A website is simply a collection of texts, images, and videos, but when designed and implemented properly, we end up with a gorgeous interface that helps us consume content easily.
Becoming a web developer requires you to have strong attention to detail as a tiny line of code or even a small typo can crash your program. Being able to stay focused for a long period of time is another important skill you need to become a successful web developer because it takes time to come up with elegant codes.
The demand for web developers is expected to remain high as companies continue to expand their online businesses. The Bureau of Labor Statistics (BLS) reports that the number of web developer jobs will grow by 13% from 2020 to 2030 and the average pay is $77,200 per year.
Finally, you can also work as a photographer.
The most common way for photographers to make money is to get hired to take pictures at events, like weddings and company events, or photograph product merchandise for retailers. However, another area that photographers are making from home is by selling their photos online.

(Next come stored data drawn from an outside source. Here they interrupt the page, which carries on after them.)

//! Engine Module
//!
//! The core storage engine that coordinates all components.
//!
//! ## Responsibilities
//! - Assign sequence numbers to writes and publish them to readers
//! - Serve point lookups and iterators under per-request [`ReadOptions`]
//! - Hand out and release snapshots
//! - Flush the MemTable to an SSTable when it is full

use std::fs;
use std::path::{Path, PathBuf};

use parking_lot::Mutex;

use crate::cache::{BlockCache, CacheStats};
use crate::config::Config;
use crate::error::{Result, StrataError};
use crate::iterator::DbIterator;
use crate::key::SeqNo;
use crate::memtable::MemTable;
use crate::options::ReadOptions;
use crate::resolver::{ReadOutcome, ReadPlan, TierResolver};
use crate::snapshot::{SnapshotId, SnapshotRegistry};
use crate::storage::{encoded_len, StorageManager};

/// Counters describing read-path activity
#[derive(Debug, Clone, Copy, Default, PartialEq)]
pub struct EngineStats {
    /// Data blocks read from SSTable files
    pub block_reads: u64,
    pub cache: CacheStats,
    pub live_snapshots: usize,
    pub sstable_count: usize,
}

/// The main storage engine
///
/// ## Concurrency Model: Single-Writer / Multiple-Reader (SWMR)
///
/// - **Writes** (put/delete/delete_range/flush): Serialized by `write_lock`
///   - Must acquire: write_lock → memtable → storage (write) → publish seqno
///
/// - **Reads** (get/iterators): No write_lock needed
///   - A read resolves its snapshot first, then consults the memtable, then
///     takes the table list
///   - SSTable readers use interior mutability, so block reads only hold the
///     per-file mutex
pub struct Engine {
    /// Engine configuration
    config: Config,

    /// Directory for all data files (SSTables)
    storage_dir: PathBuf,

    /// In-memory table for recent writes (internal RwLock)
    memtable: MemTable,

    /// Persistent storage manager (internal RwLock on sstables vec)
    storage: StorageManager,

    /// Decoded data blocks shared by all reads
    cache: BlockCache,

    /// Latest published sequence number and pinned snapshots
    snapshots: SnapshotRegistry,

    /// Serializes write operations (put/delete/flush)
    write_lock: Mutex<()>,
}

impl Engine {
    const SSTABLE_DIR: &'static str = "sstables";

    /// Open or create an engine with the given config
    ///
    /// On startup:
    /// 1. Validate the config
    /// 2. Open/create data directory
    /// 3. Load existing SSTables
    /// 4. Restore the last sequence number from table properties
    pub fn open(config: Config) -> Result<Self> {
        config.validate()?;

        fs::create_dir_all(&config.data_dir)?;
        let storage_dir = config.data_dir.join(Self::SSTABLE_DIR);
        fs::create_dir_all(&storage_dir)?;

        let storage = StorageManager::open(&storage_dir, config.block_size)?;
        let last_seqno = storage.max_seqno();

        tracing::info!(
            data_dir = %config.data_dir.display(),
            sstables = storage.sstable_count(),
            last_seqno,
            "engine opened"
        );

        Ok(Self {
            cache: BlockCache::new(config.block_cache_capacity),
            snapshots: SnapshotRegistry::new(last_seqno),
            memtable: MemTable::new(),
            storage,
            storage_dir,
            config,
            write_lock: Mutex::new(()),
        })
    }

    /// Open with a path (convenience method)
    ///
    /// Uses default config with the specified data directory
    pub fn open_path(path: &Path) -> Result<Self> {
        Self::open(Config::builder().data_dir(path).build())
    }

    // =========================================================================
    // Reads
    // =========================================================================

    /// Point lookup under `opts`
    ///
    /// Bounds, prefix and tailing settings do not affect point lookups, but
    /// the options are still validated.
    pub fn get(&self, opts: &ReadOptions<'_>, key: &[u8]) -> Result<ReadOutcome> {
        opts.validate()?;
        let seqno = self.snapshots.resolve(opts.snapshot())?;
        self.resolver(opts, seqno).get(key)
    }

    /// Create an iterator reading under `opts`
    ///
    /// The options are copied; the bounds they reference must outlive the
    /// iterator.
    pub fn new_iterator<'a>(&'a self, opts: &ReadOptions<'a>) -> Result<DbIterator<'a>> {
        opts.validate()?;
        let seqno = self.snapshots.resolve(opts.snapshot())?;
        Ok(DbIterator::new(
            self.resolver(opts, seqno),
            &self.snapshots,
            *opts,
            self.config.prefix_extractor,
        ))
    }

    fn resolver(&self, opts: &ReadOptions<'_>, seqno: SeqNo) -> TierResolver<'_> {
        TierResolver::new(
            &self.memtable,
            &self.storage,
            &self.cache,
            ReadPlan::new(opts, seqno),
        )
    }

    // =========================================================================
    // Snapshots
    // =========================================================================

    /// Pin the current state for later reads
    pub fn create_snapshot(&self) -> SnapshotId {
        let id = self.snapshots.create();
        tracing::debug!(snapshot = id.0, "snapshot created");
        id
    }

    /// Release a snapshot. Returns false if it was unknown or already released.
    pub fn release_snapshot(&self, id: SnapshotId) -> bool {
        self.snapshots.release(id)
    }

    // =========================================================================
    // Writes
    // =========================================================================

    /// Put a key-value pair
    pub fn put(&self, key: &[u8], value: &[u8]) -> Result<()> {
        encoded_len(key.len(), "key")?;
        encoded_len(value.len(), "value")?;
        let _write_guard = self.write_lock.lock();

        let seqno = self.next_seqno();
        let new_size = self.memtable.put(key, value, seqno);
        self.snapshots.publish(seqno);

        self.maybe_flush(new_size)
    }

    /// Delete a key
    pub fn delete(&self, key: &[u8]) -> Result<()> {
        encoded_len(key.len(), "key")?;
        let _write_guard = self.write_lock.lock();

        let seqno = self.next_seqno();
        let new_size = self.memtable.delete(key, seqno);
        self.snapshots.publish(seqno);

        self.maybe_flush(new_size)
    }

    /// Delete every key in `[start, end)`
    pub fn delete_range(&self, start: &[u8], end: &[u8]) -> Result<()> {
        if start >= end {
            return Err(StrataError::InvalidArgument(
                "delete_range start must be below end".to_string(),
            ));
        }
        encoded_len(start.len(), "key")?;
        encoded_len(end.len(), "key")?;
        let _write_guard = self.write_lock.lock();

        let seqno = self.next_seqno();
        let new_size = self.memtable.delete_range(start, end, seqno);
        self.snapshots.publish(seqno);

        self.maybe_flush(new_size)
    }

    /// Flush memtable to disk (public API)
    ///
    /// Forces a flush regardless of memtable size
    pub fn flush(&self) -> Result<()> {
        let _write_guard = self.write_lock.lock();
        self.flush_internal()
    }

    /// Called with the write lock held
    fn next_seqno(&self) -> SeqNo {
        self.snapshots.latest_seqno() + 1
    }

    fn maybe_flush(&self, memtable_size: usize) -> Result<()> {
        if memtable_size >= self.config.memtable_size_limit {
            self.flush_internal()?;
        }
        Ok(())
    }

    /// Internal flush implementation (called with write lock held)
    fn flush_internal(&self) -> Result<()> {
        if self.memtable.is_empty() {
            return Ok(());
        }

        // The table is visible to readers before the memtable is cleared
        let sstable = self.storage.flush(&self.memtable)?;
        self.memtable.clear();

        tracing::info!(
            path = %sstable.path.display(),
            entries = sstable.entry_count(),
            blocks = sstable.block_count,
            "memtable flushed"
        );
        Ok(())
    }

    /// Close the engine gracefully
    ///
    /// Flushes any pending data to an SSTable
    pub fn close(self) -> Result<()> {
        self.flush()?;
        tracing::info!(data_dir = %self.config.data_dir.display(), "engine closed");
        Ok(())
    }

    // =========================================================================
    // Accessors (for testing and debugging)
    // =========================================================================

    /// Read-path counters
    pub fn stats(&self) -> EngineStats {
        EngineStats {
            block_reads: self.storage.block_reads(),
            cache: self.cache.stats(),
            live_snapshots: self.snapshots.live_count(),
            sstable_count: self.storage.sstable_count(),
        }
    }

    /// Latest published sequence number
    pub fn latest_seqno(&self) -> SeqNo {
        self.snapshots.latest_seqno()
    }

    /// Get the data directory path
    pub fn data_dir(&self) -> &Path {
        &self.config.data_dir
    }

    /// Get the storage directory path (where SSTables are stored)
    pub fn storage_dir(&self) -> &Path {
        &self.storage_dir
    }

    /// Get the current memtable size
    pub fn memtable_size(&self) -> usize {
        self.memtable.size()
    }

    /// Get the memtable entry count
    pub fn memtable_entry_count(&self) -> usize {
        self.memtable.entry_count()
    }

    /// Get the number of SSTables
    pub fn sstable_count(&self) -> usize {
        self.storage.sstable_count()
    }

    /// Get the configuration
    pub fn config(&self) -> &Config {
        &self.config
    }
}

impl std::fmt::Debug for Engine {
    fn fmt(&self, f: &mut std::fmt::Formatter<'_>) -> std::fmt::Result {
        f.debug_struct("Engine")
            .field("data_dir", &self.config.data_dir)
            .field("latest_seqno", &self.latest_seqno())
            .field("sstables", &self.sstable_count())
            .finish()
    }
}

Photographers can now sell their images as stock photos online at Alamy, Adobe Stock, and Shutterstock. Online businesses are expanding so they need a great number of quality photos for their online shops, product pages, and even blog posts so they turn to stock photos.
Photographers can earn a royalty fee (20% to 50% of the sale price) any time a user downloads your images. While the earnings you get per photo isn’t that high, but if you have amazing photography skills and specialize in a certain niche, you can generate a healthy income.
It takes many hours to take the right photos and more hours editing photos to make them stand out. But once it’s polished and uploaded onto a stock photography website, you can earn passive income from your photos every time someone decides to purchase your images.
Worst Jobs for Introverts
While everyone dislikes certain aspects of their jobs, introverts need to watch out for certain types of roles. The nature of some jobs requires you to interact with many people for a long period of time, being surrounded by crowds, and have little room for you to be alone and recharge.
Here are examples of jobs that introverts should avoid:
- Sales Representative: Being a sales representative is possibly the worst job an introvert can have. Sales representatives are expected to engage with people and are responsible for developing and maintaining strong relationships with clients and customers. This job is entirely dependent on forming relationships with people you are probably not familiar with.
- Flight Attendant: Even though getting paid to travel around the world sounds like a nice gig, this is not necessarily something that is good for an introvert. Flight attendants are in constant contact with large numbers of people on a plane they do not know. Therefore, you are surrounded by large crowds of people virtually the entire workday.
- Stockbroker: Fortunately, a lot of the duties of a stockbroker have shifted to the online world, but the work environment is stressful and you need to make snappy decisions quickly. If you have ever seen the opening bell of the stock market, you will quickly realize that a lot of brokers are still on the floor literally packed together like sardines.